University of Copenhagen, Department of Computer Science, Universitetsparken 1, 2100 Copenhagen, Denmark.
BMC Bioinformatics. 2009 Oct 16;10:338. doi: 10.1186/1471-2105-10-338.
Predicting the three-dimensional structure of a protein from its amino acid sequence is currently one of the most challenging problems in bioinformatics. The internal structure of helices and sheets is highly recurrent and help reduce the search space significantly. However, random coil segments make up nearly 40% of proteins and they do not have any apparent recurrent patterns, which complicates overall prediction accuracy of protein structure prediction methods. Luckily, previous work has indicated that coil segments are in fact not completely random in structure and flanking residues do seem to have a significant influence on the dihedral angles adopted by the individual amino acids in coil segments. In this work we attempt to predict a probability distribution of these dihedral angles based on the flanking residues. While attempts to predict dihedral angles of coil segments have been done previously, none have, to our knowledge, presented comparable results for the probability distribution of dihedral angles.

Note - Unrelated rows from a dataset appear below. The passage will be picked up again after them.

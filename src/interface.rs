use std::fs;
use std::path::{Path, PathBuf};

use log::warn;
use serde::Serialize;

use crate::error::ValidationError;

#[derive(Debug, Clone, PartialEq, Eq, Serialize)]
pub struct WifiInterface {
    pub name: String,
    pub is_usb: bool,
}

/// Reads network devices from a sysfs-style directory (`/sys/class/net`).
///
/// Nothing is cached: every query lists the directory again, so adapters
/// plugged in or removed between requests are picked up.
#[derive(Debug, Clone)]
pub struct InterfaceCatalog {
    net_dir: PathBuf,
    wireless_prefix: String,
}

impl InterfaceCatalog {
    pub fn new(net_dir: impl Into<PathBuf>, wireless_prefix: impl Into<String>) -> Self {
        Self {
            net_dir: net_dir.into(),
            wireless_prefix: wireless_prefix.into(),
        }
    }

    /// All network device names, sorted. Unreadable listing yields an empty list.
    pub fn list_network_interfaces(&self) -> Vec<String> {
        let entries = match fs::read_dir(&self.net_dir) {
            Ok(entries) => entries,
            Err(e) => {
                warn!("Cannot list {}: {}", self.net_dir.display(), e);
                return Vec::new();
            }
        };

        let mut names: Vec<String> = entries
            .filter_map(|entry| entry.ok())
            .filter_map(|entry| entry.file_name().into_string().ok())
            .collect();
        names.sort();
        names
    }

    /// Wireless adapters: devices named `<prefix><N>`.
    pub fn list_wireless_interfaces(&self) -> Vec<WifiInterface> {
        self.list_network_interfaces()
            .into_iter()
            .filter(|name| is_wireless_name(name, &self.wireless_prefix))
            .map(|name| WifiInterface {
                is_usb: is_usb_interface(&self.net_dir, &name),
                name,
            })
            .collect()
    }

    /// Get a wireless interface by name, failing if it is not currently listed.
    pub fn get_interface(&self, name: &str) -> Result<WifiInterface, ValidationError> {
        self.list_wireless_interfaces()
            .into_iter()
            .find(|i| i.name == name)
            .ok_or_else(|| ValidationError::UnknownInterface(name.to_string()))
    }

    /// Check that `name` is a listed network device of any kind.
    pub fn require_device(&self, name: &str) -> Result<(), ValidationError> {
        if self.list_network_interfaces().iter().any(|n| n == name) {
            Ok(())
        } else {
            Err(ValidationError::UnknownDevice(name.to_string()))
        }
    }
}

fn is_wireless_name(name: &str, prefix: &str) -> bool {
    name.strip_prefix(prefix)
        .is_some_and(|rest| !rest.is_empty() && rest.bytes().all(|b| b.is_ascii_digit()))
}

/// Check if a network interface is USB-based by examining sysfs
fn is_usb_interface(net_dir: &Path, interface_name: &str) -> bool {
    let device_path = net_dir.join(interface_name).join("device");

    if !device_path.exists() {
        return false;
    }

    // The device link resolves through the USB bus for USB adapters
    if let Ok(resolved) = fs::read_link(&device_path) {
        if let Some(resolved_str) = resolved.to_str() {
            return resolved_str.contains("usb");
        }
    }

    fs::read_to_string(device_path.join("uevent"))
        .map(|content| content.contains("usb"))
        .unwrap_or(false)
}

#[cfg(test)]
mod tests {
    use super::*;
    use tempfile::TempDir;

    fn net_dir(devices: &[&str]) -> TempDir {
        let dir = TempDir::new().unwrap();
        for device in devices {
            fs::create_dir(dir.path().join(device)).unwrap();
        }
        dir
    }

    #[test]
    fn lists_only_wireless_names_in_order() {
        let dir = net_dir(&["wlan1", "eth0", "lo", "wlan0", "wlanx", "wlan"]);
        let catalog = InterfaceCatalog::new(dir.path(), "wlan");

        let names: Vec<_> = catalog
            .list_wireless_interfaces()
            .into_iter()
            .map(|i| i.name)
            .collect();
        assert_eq!(names, vec!["wlan0", "wlan1"]);
    }

    #[test]
    fn missing_listing_is_empty_not_an_error() {
        let catalog = InterfaceCatalog::new("/nonexistent/sys/class/net", "wlan");
        assert!(catalog.list_wireless_interfaces().is_empty());
        assert!(catalog.list_network_interfaces().is_empty());
    }

    #[test]
    fn get_interface_rejects_non_wireless_devices() {
        let dir = net_dir(&["wlan0", "eth0"]);
        let catalog = InterfaceCatalog::new(dir.path(), "wlan");

        assert_eq!(catalog.get_interface("wlan0").unwrap().name, "wlan0");
        assert_eq!(
            catalog.get_interface("eth0"),
            Err(ValidationError::UnknownInterface("eth0".into()))
        );
        assert!(catalog.require_device("eth0").is_ok());
        assert!(catalog.require_device("eth1").is_err());
    }

    #[test]
    fn usb_adapter_detected_from_uevent() {
        let dir = net_dir(&["wlan0", "wlan1"]);
        let device = dir.path().join("wlan1").join("device");
        fs::create_dir(&device).unwrap();
        fs::write(device.join("uevent"), "DRIVER=rtl8xxxu\nPRODUCT=usb/0bda/8179\n").unwrap();

        let catalog = InterfaceCatalog::new(dir.path(), "wlan");
        let interfaces = catalog.list_wireless_interfaces();
        assert!(!interfaces[0].is_usb);
        assert!(interfaces[1].is_usb);
    }
}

In this paper we develop an artificial neural network that uses an input-window of amino acids to predict a dihedral angle probability distribution for the middle residue in the input-window. The trained neural network shows a significant improvement (4-68%) in predicting the most probable bin (covering a 30 degrees x 30 degrees area of the dihedral angle space) for all amino acids in the data set compared to baseline statistics. An accuracy comparable to that of secondary structure prediction ( approximately 80%) is achieved by observing the 20 bins with highest output values.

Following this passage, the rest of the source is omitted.